*Input for this task*:
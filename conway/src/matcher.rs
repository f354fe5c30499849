// matcher.rs - Orientation-invariant search for life-forms on a grid

use std::sync::Arc;
use std::sync::atomic::{AtomicBool, Ordering};

use tracing::debug;

use crate::error::{LifeError, LifeResult};
use crate::grid::Grid;
use crate::neighbors;
use crate::patterns::{Pattern, PatternClass};
use crate::pool::{WorkerPool, partition};
use crate::variants::{Shape, variants};

/// True when `shape` fits on the board with its top-left corner at
/// `(row, col)` and every cell of its bounding box agrees with the grid.
pub fn occurs_at(grid: &Grid, shape: &Shape, row: usize, col: usize) -> bool {
    if row + shape.rows() > grid.height() || col + shape.cols() > grid.width() {
        return false;
    }
    (0..shape.rows()).all(|r| (0..shape.cols()).all(|c| grid.get(row + r, col + c) == shape.get(r, c)))
}

/// Shared early-exit flag for one `exists` call.
struct Found(AtomicBool);

impl Found {
    fn new() -> Arc<Self> {
        Arc::new(Found(AtomicBool::new(false)))
    }

    #[inline]
    fn is_set(&self) -> bool {
        self.0.load(Ordering::Acquire)
    }

    /// Returns true for the one caller that flips the flag.
    fn set(&self) -> bool {
        self.0
            .compare_exchange(false, true, Ordering::AcqRel, Ordering::Acquire)
            .is_ok()
    }
}

/// Worker body: scan every anchor for a disjoint subset of variants,
/// bailing out as soon as any worker has reported a hit. Returns true only
/// for the worker whose hit set the flag.
async fn scan(grid: Grid, shapes: Vec<Shape>, found: Arc<Found>) -> bool {
    // Anchors that are dead with no live neighbour cannot start a shape
    // that has a live cell in its top-left corner
    let shapes: Vec<(Shape, bool)> = shapes
        .into_iter()
        .map(|shape| {
            let prunable = shape.has_active_origin();
            (shape, prunable)
        })
        .collect();

    for row in 0..grid.height() {
        for col in 0..grid.width() {
            if found.is_set() {
                return false;
            }
            let quiet = !grid.get(row, col) && neighbors::count(&grid, row, col) == 0;
            for (shape, prunable) in &shapes {
                if quiet && *prunable {
                    continue;
                }
                if occurs_at(&grid, shape, row, col) {
                    let first = found.set();
                    if first {
                        debug!(row, col, "match found");
                    }
                    return first;
                }
            }
        }
        tokio::task::yield_now().await;
    }
    false
}

/// Parallel pattern search, splitting the variant list across the pool.
pub struct PatternMatcher {
    pool: Arc<WorkerPool>,
}

impl PatternMatcher {
    pub fn new(pool: Arc<WorkerPool>) -> Self {
        Self { pool }
    }

    /// True if any rotation or reflection of `shape` occurs anywhere on
    /// `grid`. Which occurrence triggered the hit is not reported.
    pub fn exists(&self, grid: &Grid, shape: &Shape) -> LifeResult<bool> {
        let all = variants(shape);
        let found = Found::new();
        let chunks = partition(all.len(), self.pool.workers());

        self.pool.block_on(async {
            let mut handles = Vec::with_capacity(chunks.len());
            for chunk in chunks {
                let subset = all[chunk].to_vec();
                handles.push(tokio::spawn(scan(grid.clone(), subset, Arc::clone(&found))));
            }
            for handle in handles {
                let _reported = handle.await?;
            }
            Ok::<_, LifeError>(())
        })?;

        Ok(found.is_set())
    }

    /// First pattern of `class`, in library order, present on `grid`.
    pub fn find_first(&self, grid: &Grid, class: PatternClass) -> LifeResult<Option<&'static Pattern>> {
        for pattern in class.patterns() {
            if self.exists(grid, &pattern.shape())? {
                return Ok(Some(pattern));
            }
        }
        Ok(None)
    }

    /// True if any pattern of `class` is present.
    pub fn detect(&self, grid: &Grid, class: PatternClass) -> LifeResult<bool> {
        Ok(self.find_first(grid, class)?.is_some())
    }

    pub fn is_block_or_beehive(&self, grid: &Grid) -> LifeResult<bool> {
        self.detect(grid, PatternClass::StillLife)
    }

    pub fn is_blinker_or_toad(&self, grid: &Grid) -> LifeResult<bool> {
        self.detect(grid, PatternClass::Oscillator)
    }

    pub fn is_glider_or_lwss(&self, grid: &Grid) -> LifeResult<bool> {
        self.detect(grid, PatternClass::Spaceship)
    }
}
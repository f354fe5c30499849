// pool.rs - Fixed-size worker pool shared by stepping and matching

use std::future::Future;
use std::num::NonZeroUsize;
use std::thread;

use tokio::runtime::{Builder, Runtime};
use tracing::debug;

use crate::error::LifeResult;

/// Multi-threaded tokio runtime sized to the machine's parallelism.
///
/// Stepping and matching never overlap: each phase enters the runtime with
/// `block_on` and returns once all of its tasks have finished.
pub struct WorkerPool {
    runtime: Runtime,
    workers: usize,
}

impl WorkerPool {
    /// Pool with one worker per available hardware thread.
    pub fn new() -> LifeResult<Self> {
        Self::with_workers(available_workers())
    }

    /// Pool with an explicit worker count (at least 1).
    pub fn with_workers(workers: usize) -> LifeResult<Self> {
        let workers = workers.max(1);
        let runtime = Builder::new_multi_thread()
            .worker_threads(workers)
            .thread_name("life-worker")
            .build()?;
        debug!(workers, "worker pool started");
        Ok(Self { runtime, workers })
    }

    pub fn workers(&self) -> usize {
        self.workers
    }

    /// Drive `future` to completion on the pool.
    ///
    /// Must not be called from inside another tokio runtime.
    pub(crate) fn block_on<F: Future>(&self, future: F) -> F::Output {
        self.runtime.block_on(future)
    }
}

pub fn available_workers() -> usize {
    thread::available_parallelism().map_or(1, NonZeroUsize::get)
}

/// Split `0..len` into at most `parts` contiguous, non-empty ranges.
pub(crate) fn partition(len: usize, parts: usize) -> Vec<std::ops::Range<usize>> {
    let parts = parts.clamp(1, len.max(1));
    let chunk = len.div_ceil(parts);
    (0..len)
        .step_by(chunk.max(1))
        .map(|start| start..(start + chunk).min(len))
        .collect()
}
// experiment.rs - Headless experiment runner
//
// Usage: experiment [config.json]
//
// Runs randomized trials until a stable life-form of the configured class
// appears, then prints the JSON report and the final grid.

use std::env;
use std::fs;

use conway::{ExperimentConfig, ExperimentCoordinator, ExperimentOutcome};
use tracing_subscriber::EnvFilter;

fn main() -> Result<(), Box<dyn std::error::Error>> {
    tracing_subscriber::fmt()
        .with_env_filter(EnvFilter::try_from_default_env().unwrap_or_else(|_| EnvFilter::new("info")))
        .with_target(false)
        .init();

    let config = match env::args().nth(1) {
        Some(path) => ExperimentConfig::from_json(&fs::read_to_string(path)?)?,
        None => ExperimentConfig::default(),
    };

    let mut coordinator = ExperimentCoordinator::new(config)?;
    let report = coordinator.run()?;

    println!("{}", serde_json::to_string_pretty(&report)?);
    if let ExperimentOutcome::PatternFound { .. } = report.outcome {
        print!("{}", coordinator.grid());
    }
    Ok(())
}
// history.rs - Detects a grid revisiting one of its recent states

use crate::grid::Grid;

const HISTORY_LEN: usize = 10;

/// Ring buffer of the last few grid fingerprints.
#[derive(Debug, Clone, Default)]
pub struct CycleDetector {
    history: [u64; HISTORY_LEN],
    count: usize,
}

impl CycleDetector {
    pub fn new() -> Self {
        Self::default()
    }

    /// Remember `grid`; returns true if it matches one of the recent states.
    pub fn check(&mut self, grid: &Grid) -> bool {
        let current = grid.fingerprint();
        let filled = self.count.min(HISTORY_LEN);
        if self.history[..filled].contains(&current) {
            return true;
        }
        self.history[self.count % HISTORY_LEN] = current;
        self.count += 1;
        false
    }

    pub fn clear(&mut self) {
        *self = Self::default();
    }
}

#[cfg(test)]
mod tests {
    use super::*;

    #[test]
    fn repeat_is_detected() {
        let mut detector = CycleDetector::new();
        let mut a = Grid::new(4, 4).unwrap();
        a.set(0, 0, true);
        let mut b = a.clone();
        b.set(3, 3, true);

        assert!(!detector.check(&a));
        assert!(!detector.check(&b));
        assert!(detector.check(&a));
    }

    #[test]
    fn old_states_fall_out_of_history() {
        let mut detector = CycleDetector::new();
        let first = Grid::new(20, 1).unwrap();
        assert!(!detector.check(&first));
        for col in 0..HISTORY_LEN {
            let mut grid = Grid::new(20, 1).unwrap();
            grid.set(0, col, true);
            assert!(!detector.check(&grid));
        }
        assert!(!detector.check(&first));
    }

    #[test]
    fn empty_history_does_not_match_zero_hash() {
        let mut detector = CycleDetector::new();
        let grid = Grid::new(2, 2).unwrap();
        assert!(!detector.check(&grid));
        detector.clear();
        assert!(!detector.check(&grid));
    }
}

*Exercise prompt*:
Copy each line of the records that has "cols" in it.

*Response to the task*:
    if row + shape.rows() > grid.height() || col + shape.cols() > grid.width() {
    (0..shape.rows()).all(|r| (0..shape.cols()).all(|c| grid.get(row + r, col + c) == shape.get(r, c)))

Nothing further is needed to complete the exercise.